Proposition 10, the statewide ballot measure that would repeal the Costa-Hawkins Rental Housing Act, was trailing by a growing margin in a poll released this week by the Public Policy Institute of California.

The PPIC poll shows that 60 percent of likely voters would vote no on Prop 10, while 25 percent would vote yes, and 15 percent are undecided.

If Costa-Hawkins is overturned in the November election, California cities and counties will once again gain the authority to adopt extreme forms of rent control, including the imposition of rent caps on new apartments and single-family homes. Such moves would stifle housing development and exacerbate the state’s housing shortage.

At this point, latest PPIC poll indicates, majorities across parties are poised to reject the proposition. Across all regions, the poll shows, less than one-third of likely voters say they will vote yes.
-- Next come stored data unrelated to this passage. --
//! Draft registry initialisation and reconciliation service.

use std::sync::Arc;

use tracing::{info, warn};

use crate::domain::entities::Entrant;
use crate::domain::reconciler::{NoveltyRule, new_entrants, reconcile};
use crate::domain::repositories::RegistryRepository;
use crate::domain::sources::RegistrySource;
use crate::error::AppError;

/// Outcome of [`RegistryService::initialize`].
#[derive(Debug, Clone, PartialEq, Eq)]
pub enum InitOutcome {
    /// A fresh registry with this many entrants was written.
    Written(usize),
    /// A registry with this many entrants already exists and was left alone.
    AlreadyPresent(usize),
}

/// Outcome of [`RegistryService::reconcile`].
#[derive(Debug, Clone, PartialEq, Eq)]
pub struct ReconcileReport {
    pub before: usize,
    pub added: Vec<Entrant>,
    pub after: usize,
}

/// Keeps the local draft registry in step with the authoritative source.
pub struct RegistryService<R: RegistryRepository, S: RegistrySource> {
    repository: Arc<R>,
    source: Arc<S>,
}

impl<R: RegistryRepository, S: RegistrySource> RegistryService<R, S> {
    /// Creates a new registry service.
    pub fn new(repository: Arc<R>, source: Arc<S>) -> Self {
        Self { repository, source }
    }

    /// Builds the registry from scratch with every external identifier empty.
    ///
    /// Only needed for the very first build. An existing non-empty registry
    /// holds curated identifiers and is kept unless `force` is set. With
    /// `force` the stored registry is not read at all, so a corrupt one can
    /// be replaced.
    ///
    /// # Errors
    ///
    /// Returns [`AppError::SourceUnavailable`] if the fetch fails.
    /// Returns [`AppError::Storage`] on read/write failures.
    /// Returns [`AppError::Validation`] if the stored registry is corrupt and
    /// `force` is not set.
    pub async fn initialize(&self, force: bool) -> Result<InitOutcome, AppError> {
        if !force {
            let existing = self.repository.load().await?;
            if !existing.is_empty() {
                warn!(
                    "Registry already holds {} entrants; not overwriting",
                    existing.len()
                );
                return Ok(InitOutcome::AlreadyPresent(existing.len()));
            }
        }

        let fetched = self.source.fetch().await?;
        let registry = reconcile(Vec::new(), &fetched, NoveltyRule::default());
        self.repository.save(&registry).await?;

        info!("Registry initialised with {} entrants", registry.len());
        Ok(InitOutcome::Written(registry.len()))
    }

    /// Appends newly drafted entrants to the registry.
    ///
    /// New entrants get an empty external identifier, to be curated by hand
    /// before their placements can be fetched. The registry is saved on every
    /// run; with nothing new the content is unchanged.
    ///
    /// # Errors
    ///
    /// Returns [`AppError::SourceUnavailable`] if the fetch fails; nothing is
    /// written in that case.
    /// Returns [`AppError::Validation`] if the stored registry is corrupt.
    pub async fn reconcile(&self, rule: NoveltyRule) -> Result<ReconcileReport, AppError> {
        let existing = self.repository.load().await?;
        let fetched = self.source.fetch().await?;

        let before = existing.len();
        let added = new_entrants(&existing, &fetched, rule);
        let merged = reconcile(existing, &fetched, rule);
        self.repository.save(&merged).await?;

        info!(
            before,
            added = added.len(),
            after = merged.len(),
            rule = %rule,
            "Registry reconciled"
        );

        Ok(ReconcileReport {
            before,
            added,
            after: merged.len(),
        })
    }
}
“The poll reflects that both renters and homeowners understand that Prop 10 will worsen California’s affordable housing crisis, reducing property values and freezing the construction of housing for low- and middle-income families that we desperately need,” said Steven Maviglio, spokesman for the No on Prop 10 campaign.

Although renters are more likely than homeowners to support Prop 10 (34 percent to 22 percent), majorities in both groups would vote no if the election were held today, according to the poll.

Opposition to Proposition 10 has grown since the last PPIC poll in September. That poll showed 48 percent of likely voters rejecting the proposition, with 36 percent voting yes and 16 percent undecided.

“There is really no group in which we’re seeing support for Proposition 10 at this point,” Mark Baldassare, president of the PPIC, said in this Los Angeles Times article.